|Bert on the road|
I brought his cat tree (on loan) so he would have familiar space to help him transition. He took to it immediately, and climbed up.
He didn't do much looking around, just hunkered down. I got the sense he knew what was going on and was sad.
There are two older dogs that live in the home, soon they will all be good friends.
|Petey and Peanut|
Leaving Bert was hard, really, really hard. We've journeyed far together over the last year. When I trapped him, he was wearing an old collar, so that told me he had been friendly at some point with someone. But he had been on his own for a long time, so we had to earn each other's trust. He seemed to love being petted but would always end with a nasty bite or a full-clawed swat when I withdrew my hand to go. I almost gave up on him on several different occasions, even going so far as to get the carrier out in order to return him to the trapping site. But each time the carrier came out, his aggressive behaviors immediately went away and he rolled over and wanted his tummy rubbed. I couldn't do it. I later realized his aggressive behaviors were probably coming from a place of fearing he was going to be abandoned again. He adored the affection and never wanted it to end for fear it would never return, as had been his experience.
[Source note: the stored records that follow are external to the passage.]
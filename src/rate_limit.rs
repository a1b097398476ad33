//! Sliding-window request limiter keyed by subject.

use std::time::{Duration, Instant};

use dashmap::DashMap;
use tracing::debug;

/// Default requests allowed per window.
pub const DEFAULT_MAX_REQUESTS: usize = 30;
/// Default window length.
pub const DEFAULT_WINDOW: Duration = Duration::from_secs(30);

/// Per-subject sliding-window limiter.
#[derive(Debug)]
pub struct RateLimiter {
    requests: DashMap<String, Vec<Instant>>,
    max_requests: usize,
    window: Duration,
}

impl Default for RateLimiter {
    fn default() -> Self {
        Self::new(DEFAULT_MAX_REQUESTS, DEFAULT_WINDOW)
    }
}

impl RateLimiter {
    /// Allow `max_requests` per `window` for each subject.
    pub fn new(max_requests: usize, window: Duration) -> Self {
        Self {
            requests: DashMap::new(),
            max_requests,
            window,
        }
    }

    /// Returns `true` if `subject` is over the limit. Allowed requests are recorded.
    pub fn check(&self, subject: &str) -> bool {
        self.check_at(subject, Instant::now())
    }

    /// [`Self::check`] against an explicit clock reading.
    pub fn check_at(&self, subject: &str, now: Instant) -> bool {
        let window = self.window;
        let mut entry = self.requests.entry(subject.to_string()).or_default();
        entry.retain(|at| now.saturating_duration_since(*at) < window);

        if entry.len() >= self.max_requests {
            debug!(subject, requests = entry.len(), "Rate limit exceeded");
            return true;
        }

        entry.push(now);
        false
    }

    /// Drop subjects with no request inside the window. Returns how many were removed.
    pub fn purge_idle(&self) -> usize {
        self.purge_idle_at(Instant::now())
    }

    /// [`Self::purge_idle`] against an explicit clock reading.
    pub fn purge_idle_at(&self, now: Instant) -> usize {
        let window = self.window;
        let before = self.requests.len();
        self.requests.retain(|_, times| {
            times.retain(|at| now.saturating_duration_since(*at) < window);
            !times.is_empty()
        });
        before.saturating_sub(self.requests.len())
    }

    /// Number of tracked subjects.
    pub fn tracked_subjects(&self) -> usize {
        self.requests.len()
    }
}

#[cfg(test)]
mod tests {
    use super::*;

    #[test]
    fn limits_after_max_requests() {
        let limiter = RateLimiter::new(3, Duration::from_secs(30));
        let t0 = Instant::now();

        for i in 0..3 {
            assert!(!limiter.check_at("alice", t0 + Duration::from_secs(i)));
        }
        assert!(limiter.check_at("alice", t0 + Duration::from_secs(5)));
        // Other subjects are independent.
        assert!(!limiter.check_at("bob", t0 + Duration::from_secs(5)));
    }

    #[test]
    fn window_slides() {
        let limiter = RateLimiter::new(2, Duration::from_secs(30));
        let t0 = Instant::now();

        assert!(!limiter.check_at("alice", t0));
        assert!(!limiter.check_at("alice", t0 + Duration::from_secs(10)));
        assert!(limiter.check_at("alice", t0 + Duration::from_secs(20)));
        // First request has left the window.
        assert!(!limiter.check_at("alice", t0 + Duration::from_secs(31)));
    }

    #[test]
    fn limited_requests_are_not_recorded() {
        let limiter = RateLimiter::new(1, Duration::from_secs(30));
        let t0 = Instant::now();

        assert!(!limiter.check_at("alice", t0));
        for i in 1..10 {
            assert!(limiter.check_at("alice", t0 + Duration::from_secs(i)));
        }
        assert!(!limiter.check_at("alice", t0 + Duration::from_secs(30)));
    }

    #[test]
    fn purge_drops_idle_subjects() {
        let limiter = RateLimiter::default();
        let t0 = Instant::now();

        limiter.check_at("alice", t0);
        limiter.check_at("bob", t0 + Duration::from_secs(20));

        assert_eq!(limiter.purge_idle_at(t0 + Duration::from_secs(40)), 1);
        assert_eq!(limiter.tracked_subjects(), 1);
    }
}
Then early in our relationship, I felt like I was going to lose him. I could tell something was wrong with his abdomen as it felt like he had a hard mass in there. The rescue vet did a quick physical exam and she diagnosed him with an intestinal mass, she recommended exploratory surgery. Thankfully, a second opinion provided a more optimistic and treatable diagnosis of Mycoplasma, which we treated and he healed up beautifully.
Bert is a very special soul. Some cats just kind of go through life pretty unaware and aloof, but Bert is a wise, deep souled cat. It's easy to fall in love with his ways. I have grown quite attached to him, enjoying his fun playful nature and many cuddles. I knew giving him up would tear me to pieces but I also knew it had to be done. It helps to know his new human adores him and is super excited to have him be part of her family, I'm thrilled with the home he landed. Bert will certainly be adored and cherished. Knowing that is great and helps a bit, but overall, it still hurts like hell to say goodbye.
Seeing him stressed and sad as I left, tore me up. I did my best to communicate to him what all was going on. I know this is a transition time, a stressful time that will pass, I know that, but my heart still hurts seeing him stressed. As I was leaving, I was petting his head and he gently put his paw on my hand as I slowly withdrew it. I lost it.
I felt terrible for sobbing, but there wasn't much I could do about it, the emotion was overwhelming. I felt terrible for putting Bert's new human in the awkward space of feeling thrilled and excited for getting Bert and feeling awful like she was prying someone's baby from their hands. I'm thankful for her graciousness and understanding. And thankfully, she did grant me visitation rights! We already have our first visit planned for a few weeks out.
I realized in writing this post I came to understand the deep significance of Bert's gentle paw on my hand before I left - he was closing the circle. It tells me that he understands what's happening. Unlike at the start of our relationship where he would aggressively bite and swat when I left the room, he now knows he's loved and that he's not being abandoned. He's sad, but he's also grateful. Everyday I felt his gratitude for being rescued and once again that gratitude was there. This knowledge helps settle my heart - you're one amazing cat Bert. I will always love you.